Arise, Sir Stanley!

Professor Stanley Wells

Professor Stanley Wells

Shakespeareans will be delighted to hear that Professor Stanley Wells has received a (long-overdue) knighthood in the Queen’s Birthday Honours List.

His books alone would take up several shelves, covering a wide variety of Shakespeare-related subjects: my own tally is only about half a dozen including his comprehensive and extremely readable volume Shakespeare: for all time, the little book Looking for sex in Shakespeare (slender not because he failed to find any, but because it is based on a lecture series), the New Penguin edition of A Midsummer Night’s Dream, his book on Shakespeare’s fellow writers, Shakespeare & co., and the recent collection of essays looking at Shakespeare’s life through those of people he knew, edited with Paul Edmondson, The Shakespeare Circle.
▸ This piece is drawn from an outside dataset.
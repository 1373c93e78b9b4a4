pub mod app_state;
pub mod env_setting_center;
pub mod response;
At 86, he shows no sign of slowing down or stopping.

A list of his achievements would have to include the Oxford Shakespeare, of which he has been general editor, editing with Gary Taylor the one-volume edition and its Textual Companion, and his work with the New Penguin Shakespeare. It is striking how often he has worked in collaboration with others: with Michael Dobson he edited the Oxford Companion to Shakespeare, with Margreta de Grazia  The Cambridge Companion to Shakespeare, with Sarah Stanton The Cambridge Companion to Shakespeare on Stage, and with Lena Orlin Shakespeare: an Oxford Guide, among many others.  He’s never been scared of controversy, perhaps most publicly with his championing of the disputed Cobbe portrait of Shakespeare. His voice is always refreshing: he’d prefer to raise a question for debate rather than sitting on the fence.

He has also been a distinguished teacher, administrator and adviser. He was Director of the Shakespeare Institute from 1987 to 1997, and is now Emeritus Professor of Shakespeare Studies at the University of Birmingham, also Honorary President of the Shakespeare Birthplace Trust.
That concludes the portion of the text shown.